Davantage que le public, la qualité était donc au rendez-vous des deux premiers jours des JMC. Ce qui n’empêche pas Hamdi Makhlouf d’exprimer des réserves quant au fonctionnement de l’institution. Avant de quitter la direction du festival pour reprendre son travail de musicien et de musicologue, ce dernier entend en effet exprimer au gouvernement sa vision de la politique culturelle actuelle. « Six ans après la révolution, il n’est pas normal que tous les grands festivals soient encore aux mains de l’État. Il faut aller vers l’indépendance de ces événements, qui permettra à l’émergence de s’exprimer davantage. » Un regard critique qui contribue largement à l’intérêt des JMC.

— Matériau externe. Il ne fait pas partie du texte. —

//! User-facing text for routing results

use crate::routing::classifier::ClassificationResult;
use crate::routing::registry::{ContextRegistry, RegisteredContext};
use serde::{Deserialize, Serialize};

/// Kind of follow-up suggested to the caller
#[derive(Debug, Clone, Copy, PartialEq, Eq, Serialize, Deserialize)]
#[serde(rename_all = "lowercase")]
pub enum RecommendationKind {
    Redirect,
}

/// Follow-up suggestion attached to a routing outcome
#[derive(Debug, Clone, PartialEq, Eq, Serialize, Deserialize)]
pub struct Recommendation {
    #[serde(rename = "type")]
    pub kind: RecommendationKind,
    pub message: String,
    pub action: String,
}

/// Wording for the built-in contexts
struct Profile {
    icon: &'static str,
    label: &'static str,
    area: &'static str,
    examples_of: &'static str,
    short: &'static str,
    helps_with: &'static str,
    sample_requests: &'static str,
}

fn builtin_profile(context: &str) -> Option<Profile> {
    let profile = match context {
        "home" => Profile {
            icon: "🏠",
            label: "Home",
            area: "home/family",
            examples_of: "recipes, shopping, or calendar",
            short: "Home",
            helps_with: "Recipes, shopping lists, meal planning, family calendar, home tasks",
            sample_requests:
                "\"Add milk to shopping list\", \"What's for dinner?\", \"Plan meals for week\"",
        },
        "work" => Profile {
            icon: "💼",
            label: "Work",
            area: "work/business",
            examples_of: "projects, emails, or scheduling",
            short: "Work",
            helps_with: "Projects, client communication, scheduling, business analytics",
            sample_requests:
                "\"Check project status\", \"Schedule meeting\", \"Send email to client\"",
        },
        "admin" => Profile {
            icon: "⚙️",
            label: "Admin",
            area: "technical/admin",
            examples_of: "development, configuration, or system management",
            short: "Technical",
            helps_with: "Development, bot management, system configuration, debugging",
            sample_requests: "\"Check bot status\", \"Fix config issue\", \"Build new feature\"",
        },
        _ => return None,
    };
    Some(profile)
}

/// Redirect text for a misrouted message, `None` when correctly routed
///
/// # Examples
///
/// ```
/// use hearth::routing::{classify, misroute_response, ContextRegistry};
///
/// let registry = ContextRegistry::builder()
///     .context("home", "Home Bot", ["dinner"])
///     .context("work", "Work Bot", ["meeting"])
///     .map_session("w", "work")
///     .build();
/// let result = classify(&registry, "w", "dinner plans").unwrap();
/// let text = misroute_response(&result, &registry).unwrap();
/// assert!(text.contains("@home_bot"));
/// assert!(text.contains("**Matched Keywords:** dinner"));
/// ```
pub fn misroute_response(
    result: &ClassificationResult,
    registry: &ContextRegistry,
) -> Option<String> {
    if !result.is_misrouted {
        return None;
    }
    let current = registry.context(&result.current_context)?;
    let recommended = registry.context(&result.recommended_context)?;
    let topics = result.matched_keywords.join(", ");
    let handle = recommended.telegram_handle();

    let (title, message, suggestion, redirect) = match builtin_profile(&recommended.id) {
        Some(profile) => (
            format!("{} {} Bot Response", profile.icon, profile.label),
            format!(
                "I see you're talking about {}. This looks like a {} topic!",
                topics, profile.area
            ),
            format!(
                "For {} topics like {}, please message the **{} Bot** (@{})",
                profile.area, profile.examples_of, profile.label, handle
            ),
            format!(
                "I'll help you with this, but remember for future: {} topics → {} Bot",
                profile.short, profile.label
            ),
        ),
        None => (
            format!("{} Response", recommended.profile.name),
            format!(
                "I see you're talking about {}. This looks like a topic for {}!",
                topics, recommended.profile.name
            ),
            format!(
                "For topics like these, please message **{}** (@{}){}",
                recommended.profile.name,
                handle,
                persona_suffix(recommended)
            ),
            format!(
                "I'll help you with this, but remember for future: {} topics → {}",
                recommended.id, recommended.profile.name
            ),
        ),
    };

    Some(format!(
        "{}\n\n{}\n\n{}\n\n{}\n\n**Current Bot:** {}\n**Recommended Bot:** {}\n**Matched Keywords:** {}\n",
        title,
        message,
        suggestion,
        redirect,
        current.profile.name,
        recommended.profile.name,
        topics
    ))
}

fn persona_suffix(context: &RegisteredContext) -> String {
    if context.profile.persona.trim().is_empty() {
        String::new()
    } else {
        format!(": {}", context.profile.persona.trim())
    }
}

/// "What this bot helps with" text for the context behind `session_key`
///
/// Returns `None` when the session key or its context is unknown.
pub fn session_awareness(session_key: &str, registry: &ContextRegistry) -> Option<String> {
    let id = registry.context_id_for(session_key)?;
    let context = registry.context(id)?;

    Some(match builtin_profile(id) {
        Some(profile) => format!(
            "{} **{} Bot - {}**\nI help with: {}\nExamples: {}\n",
            profile.icon,
            profile.label,
            assistant_title(id),
            profile.helps_with,
            profile.sample_requests
        ),
        None => format!(
            "I am the {}. {}",
            context.profile.name, context.profile.persona
        )
        .trim_end()
        .to_string(),
    })
}

fn assistant_title(context: &str) -> &'static str {
    match context {
        "home" => "Family Assistant",
        "work" => "Business Assistant",
        _ => "Technical Assistant",
    }
}

/// Follow-up recommendations for a classification
pub fn recommendations(
    result: &ClassificationResult,
    registry: &ContextRegistry,
) -> Vec<Recommendation> {
    if !result.is_misrouted {
        return Vec::new();
    }
    let bot = registry
        .context(&result.recommended_context)
        .map(|c| c.profile.name.clone())
        .unwrap_or_else(|| result.recommended_context.clone());

    vec![Recommendation {
        kind: RecommendationKind::Redirect,
        message: format!(
            "Message appears to belong to {} context",
            result.recommended_context
        ),
        action: format!("Consider using {} for similar messages", bot),
    }]
}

Walid Benselim du groupe N3rdistan. © DR

En attendant, le festival se poursuit au rythme de ses deux concerts par soir, de ses rendez-vous sur l’avenue Bourguiba et dans d’autres lieux de la capitale, ainsi que dans plusieurs autres villes. De son Salon des industries de la musique, du concours « L’Enfant créateur » et de nombreux autres événements. Parmi lesquels le concert du groupe de métal franco-tunisien Myrath, dont la réussite témoigne du potentiel de la scène tunisienne à l’étranger. « Si l’industrie musicale tunisienne peine à se développer, nous avons des artistes d’une grande culture musicale, et ce dans tous les styles. Ils méritent d’être reconnus à leur juste valeur. » Qu’il soit entendu.

* Journées Musicales de Carthage, jusqu’au 15 avril 2017. www.jmc.tn.